Ben: The question is, how much of this behavior is an artifact of our cluster size, which is a good segue into the next slide, or two slides from now. The first thing I would say, adressing this is, right, what does it say about MongoDB and Cassandra if you have a replication factor of two? Well, it doesn’t work if you want to do reliable.
If you had a replication factor of three, it says it won’t work if you’re using a write all semantics. But, if you’re using quantum semantics, it should work. I would loved to have given, sort of, pictures of what’s going on in that case, and that’s going to have to be chalked up as a to do. The issue there is just, very simply, what we were running was bare metal hardware with an array of SSDs. It’s actually pretty expensive to put even a four node cluster together for this.

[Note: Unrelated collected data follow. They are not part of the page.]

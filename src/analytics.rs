//! Result reporting and export.

use crate::engine::BacktestResult;
use crate::types::ClosedTrade;
use colored::Colorize;
use tabled::{builder::Builder, settings::Style};

/// Format results for terminal display.
pub struct ResultFormatter;

impl ResultFormatter {
    /// Print a comprehensive results report to stdout.
    pub fn print_report(result: &BacktestResult) {
        println!();
        println!("{}", "═".repeat(60).blue());
        println!("{}", " PAIRS BACKTEST RESULTS ".bold().blue());
        println!("{}", "═".repeat(60).blue());
        println!();

        // Overview
        println!("{}", "Overview".bold().underline());
        println!(
            "  Pair:            {} / {}",
            result.symbols[0], result.symbols[1]
        );
        println!("  Trading Days:    {}", result.trading_days);
        println!("  Hedge Ratio:     {:.4}", result.hedge_ratio);
        println!(
            "  Window:          {} days",
            result.config.correlation_window
        );
        println!();

        // Performance
        println!("{}", "Performance".bold().underline());
        println!("  Initial Capital: ${:>12.2}", result.initial_capital);
        println!(
            "  Final Equity:    ${:>12.2}  {}",
            result.final_equity,
            Self::format_pct_change(result.total_return_pct)
        );
        println!("  Total Return:    {:>12.2}%", result.total_return_pct);
        println!("  Max Drawdown:    {:>12.2}%", -result.max_drawdown_pct);
        println!();

        // Trade Statistics
        println!("{}", "Trade Statistics".bold().underline());
        println!("  Total Trades:    {:>12}", result.total_trades);
        println!(
            "  Winning Trades:  {:>12}  ({:.1}%)",
            result.winning_trades, result.win_rate
        );
        println!("  Losing Trades:   {:>12}", result.losing_trades);
        println!("  Average Win:     ${:>11.2}", result.avg_win);
        println!("  Average Loss:    ${:>11.2}", result.avg_loss);
        if result.profit_factor.is_finite() {
            println!("  Profit Factor:   {:>12.2}", result.profit_factor);
        } else {
            println!("  Profit Factor:   {:>12}", "inf");
        }
        println!();

        Self::print_regime_table(result);
        println!();
        println!("{}", "═".repeat(60).blue());
    }

    /// Print the per-regime breakdown as a table.
    pub fn print_regime_table(result: &BacktestResult) {
        println!("{}", "Regime Breakdown".bold().underline());

        let mut builder = Builder::new();
        builder.push_record(["Regime", "Days", "Days %", "Trades", "Total P&L", "Avg P&L"]);

        for stats in &result.regime_stats {
            builder.push_record([
                stats.regime.to_string(),
                stats.days.to_string(),
                format!("{:.1}%", stats.days_pct),
                stats.trades.to_string(),
                format!("{:+.2}", stats.total_pnl),
                format!("{:+.2}", stats.avg_pnl),
            ]);
        }

        let table = builder.build().with(Style::rounded()).to_string();
        println!("{}", table);
    }

    /// Print the most recent closed trades, newest last.
    pub fn print_trades(trades: &[ClosedTrade], limit: usize) {
        if trades.is_empty() {
            println!("No closed trades.");
            return;
        }

        let start = if limit > 0 && limit < trades.len() {
            trades.len() - limit
        } else {
            0
        };
        let shown = &trades[start..];

        let mut builder = Builder::new();
        builder.push_record([
            "#", "Strategy", "Direction", "Entry", "Exit", "Days", "Exit Reason", "P&L", "P&L %",
        ]);

        for trade in shown {
            builder.push_record([
                trade.id.to_string(),
                trade.strategy.to_string(),
                trade.direction.to_string(),
                trade.entry_day.to_string(),
                trade.exit_day.to_string(),
                trade.holding_days.to_string(),
                trade.exit_reason.to_string(),
                format!("{:+.2}", trade.net_pnl),
                format!("{:+.2}%", trade.pnl_pct),
            ]);
        }

        let table = builder.build().with(Style::rounded()).to_string();
        println!("{}", table);

        if start > 0 {
            println!("... {} earlier trades not shown", start);
        }
    }

    /// Export results to pretty-printed JSON.
    pub fn to_json(result: &BacktestResult) -> String {
        serde_json::to_string_pretty(result).unwrap_or_else(|_| "{}".to_string())
    }

    /// Export the headline metrics as one CSV line.
    pub fn to_csv_line(result: &BacktestResult) -> String {
        format!(
            "{},{},{:.2},{:.2},{:.2},{:.4},{},{},{:.1},{:.2}",
            result.symbols[0],
            result.symbols[1],
            result.initial_capital,
            result.final_equity,
            result.total_return_pct,
            result.hedge_ratio,
            result.trading_days,
            result.total_trades,
            result.win_rate,
            result.max_drawdown_pct
        )
    }

    /// Get CSV header matching [`Self::to_csv_line`].
    pub fn csv_header() -> &'static str {
        "symbol_a,symbol_b,initial_capital,final_equity,total_return_pct,hedge_ratio,trading_days,total_trades,win_rate,max_drawdown_pct"
    }

    /// Format percentage change with color.
    fn format_pct_change(pct: f64) -> String {
        if pct >= 0.0 {
            format!("(+{:.2}%)", pct).green().to_string()
        } else {
            format!("({:.2}%)", pct).red().to_string()
        }
    }
}

#[cfg(test)]
mod tests {
    use super::*;
    use crate::engine::{BacktestConfig, Engine};
    use crate::portfolio::CostModel;
    use crate::types::PairSeries;

    fn sample_result() -> BacktestResult {
        let config = BacktestConfig {
            show_progress: false,
            cost_model: CostModel::zero(),
            ..Default::default()
        };
        let prices_a: Vec<f64> = (0..120)
            .map(|i| 100.0 + (i as f64 * 0.5).sin() * 4.0 + i as f64 * 0.05)
            .collect();
        let prices_b: Vec<f64> = (0..120)
            .map(|i| 60.0 + (i as f64 * 0.9).cos() * 2.0 + i as f64 * 0.03)
            .collect();
        let pair = PairSeries::new("GLD", "SLV", prices_a, prices_b).unwrap();
        Engine::new(config).run(&pair).unwrap()
    }

    #[test]
    fn test_json_export_round_trips() {
        let result = sample_result();
        let json = ResultFormatter::to_json(&result);
        assert!(json.contains("GLD"));

        let parsed: BacktestResult = serde_json::from_str(&json).unwrap();
        assert_eq!(parsed.total_trades, result.total_trades);
        assert_eq!(parsed.trading_days, result.trading_days);
    }

    #[test]
    fn test_csv_line_matches_header() {
        let result = sample_result();
        let line = ResultFormatter::to_csv_line(&result);
        assert_eq!(
            line.split(',').count(),
            ResultFormatter::csv_header().split(',').count()
        );
        assert!(line.starts_with("GLD,SLV,"));
    }
}
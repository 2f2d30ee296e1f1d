//! Command-line interface for the pairs backtest engine.

use crate::analytics::ResultFormatter;
use crate::config::BacktestFileConfig;
use crate::data::{load_pair, load_price_series};
use crate::engine::{BacktestConfig, BacktestResult, Engine};
use crate::error::{BacktestError, Result};
use crate::portfolio::CostModel;

use clap::{Parser, Subcommand, ValueEnum};
use std::fs;
use std::path::PathBuf;
use tracing::{info, Level};
use tracing_subscriber::FmtSubscriber;

/// Statarb - a regime-adaptive pairs trading backtester.
#[derive(Parser)]
#[command(name = "statarb")]
#[command(version)]
#[command(about = "A regime-adaptive pairs trading backtesting engine")]
#[command(long_about = None)]
pub struct Cli {
    /// Verbosity level
    #[arg(short, long, action = clap::ArgAction::Count)]
    pub verbose: u8,

    /// Output format
    #[arg(short, long, value_enum, default_value = "text")]
    pub output: OutputFormat,

    #[command(subcommand)]
    pub command: Commands,
}

#[derive(Subcommand)]
pub enum Commands {
    /// Run a pairs backtest from two CSV price files
    Run {
        /// Path to CSV price file for leg A
        #[arg(long)]
        data_a: PathBuf,

        /// Path to CSV price file for leg B
        #[arg(long)]
        data_b: PathBuf,

        /// Symbol name for leg A
        #[arg(long, default_value = "A")]
        symbol_a: String,

        /// Symbol name for leg B
        #[arg(long, default_value = "B")]
        symbol_b: String,

        /// Initial capital
        #[arg(short, long, default_value = "100000")]
        capital: f64,

        /// Rolling window in days for correlation and z-score
        #[arg(short, long, default_value = "20")]
        window: usize,

        /// Entry z-score threshold
        #[arg(long, default_value = "2.0")]
        entry_zscore: f64,

        /// Mean-reversion exit z-score threshold
        #[arg(long, default_value = "0.5")]
        exit_zscore: f64,

        /// Commission percentage (e.g., 0.1 for 0.1%)
        #[arg(long, default_value = "0.1")]
        commission: f64,

        /// Slippage percentage (e.g., 0.05 for 0.05%)
        #[arg(long, default_value = "0.05")]
        slippage: f64,

        /// Closed trades to show after the report (0 hides the table)
        #[arg(long, default_value = "10")]
        show_trades: usize,
    },

    /// Run a backtest from a TOML configuration file
    RunConfig {
        /// Path to TOML configuration file
        #[arg(short, long)]
        config: PathBuf,
    },

    /// Validate a CSV price file
    Validate {
        /// Path to CSV price file
        #[arg(short, long)]
        data: PathBuf,
    },

    /// Generate an example configuration file
    Init {
        /// Output path for config file
        #[arg(short, long, default_value = "backtest.toml")]
        output: PathBuf,
    },
}

#[derive(Copy, Clone, PartialEq, Eq, ValueEnum)]
pub enum OutputFormat {
    Text,
    Json,
    Csv,
}

impl Cli {
    /// Initialize logging based on verbosity level.
    pub fn init_logging(&self) {
        let level = match self.verbose {
            0 => Level::WARN,
            1 => Level::INFO,
            2 => Level::DEBUG,
            _ => Level::TRACE,
        };

        let subscriber = FmtSubscriber::builder()
            .with_max_level(level)
            .with_target(false)
            .finish();

        // A second init in the same process is harmless.
        let _ = tracing::subscriber::set_global_default(subscriber);
    }
}

fn emit(result: &BacktestResult, format: OutputFormat, show_trades: usize) {
    match format {
        OutputFormat::Text => {
            ResultFormatter::print_report(result);
            if show_trades > 0 {
                println!();
                ResultFormatter::print_trades(&result.trades, show_trades);
            }
        }
        OutputFormat::Json => println!("{}", ResultFormatter::to_json(result)),
        OutputFormat::Csv => {
            println!("{}", ResultFormatter::csv_header());
            println!("{}", ResultFormatter::to_csv_line(result));
        }
    }
}

/// Run the CLI application.
pub fn run() -> Result<()> {
    let cli = Cli::parse();
    cli.init_logging();

    match &cli.command {
        Commands::Run {
            data_a,
            data_b,
            symbol_a,
            symbol_b,
            capital,
            window,
            entry_zscore,
            exit_zscore,
            commission,
            slippage,
            show_trades,
        } => {
            let pair = load_pair(data_a, data_b, symbol_a.clone(), symbol_b.clone())?;

            let config = BacktestConfig {
                initial_capital: *capital,
                correlation_window: *window,
                entry_zscore: *entry_zscore,
                exit_zscore: *exit_zscore,
                cost_model: CostModel {
                    commission_pct: commission / 100.0,
                    slippage_pct: slippage / 100.0,
                },
                show_progress: matches!(cli.output, OutputFormat::Text),
                ..Default::default()
            };

            let result = Engine::new(config).run(&pair)?;
            emit(&result, cli.output, *show_trades);
        }

        Commands::RunConfig { config } => {
            let file_config = BacktestFileConfig::load(config)?;

            let path_a = file_config.data.path_a.as_ref().ok_or_else(|| {
                BacktestError::ConfigError("data.path_a is required".to_string())
            })?;
            let path_b = file_config.data.path_b.as_ref().ok_or_else(|| {
                BacktestError::ConfigError("data.path_b is required".to_string())
            })?;

            let pair = load_pair(
                path_a,
                path_b,
                file_config.data.symbol_a.clone(),
                file_config.data.symbol_b.clone(),
            )?;

            let result = Engine::new(file_config.to_backtest_config()).run(&pair)?;
            emit(&result, cli.output, 10);
        }

        Commands::Validate { data } => {
            let prices = load_price_series(data)?;
            info!(observations = prices.len(), "file is usable");
            println!(
                "{}: {} usable price rows (min {:.4}, max {:.4})",
                data.display(),
                prices.len(),
                prices.iter().cloned().fold(f64::INFINITY, f64::min),
                prices.iter().cloned().fold(f64::NEG_INFINITY, f64::max),
            );
        }

        Commands::Init { output } => {
            fs::write(output, BacktestFileConfig::example())?;
            println!("Wrote example configuration to {}", output.display());
        }
    }

    Ok(())
}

There is a sort of an analog test, which we’re sort of doing right now. Let’s just put these things on EC2, take a whole bunch of nodes. You’re not going to get, sort of, those Aerospike SSD numbers, because there’s latency in all the virtualization, and so forth. But you can get, a sort of, a better picture of how larger cluster sizes handle failure. That being said, some of these effects are effects of the amount of data.
If you have hundreds of millions of rows that have to be replicated, those hundreds of millions of rows need to be replicated, and they’re going to need to be replicated to every node that is picking it up. So obviously, if you have dozens of copies of this data, and one node down, it’s probably not going to affect you nearly as much. I’m not aware of too many people who has a lot more than three copies of data floating around. Personally, I’m not really aware of people doing that, because your hardware investment goes through the roof.
G: So, for the rival scenario, could I assume that for similar data reliability, I could use a replication factor of two for Aerospike to get similar reliability to MongoDB and Cassandra?
Ben: Yes.
G: Okay.
Ben: Yes, with certain caveats. If you use two, and you lose both those nodes, you’re still going to lose some data, whereas if you use three, in MongoDB and Cassandra, you’ll still have a copy.
G: So three is probably a good idea, just across the board.
Ben: And five is even better. Right, you have a balance of how many copies do you want versus how much do you want to invest and how much do you want to deal with a large cluster. The odds of both nodes going down in dis-catastrophic ways, not very likely. Especially because you can bring another node up and start recovering immediately, but it’s a possibility. The odds of three going down is getting remote.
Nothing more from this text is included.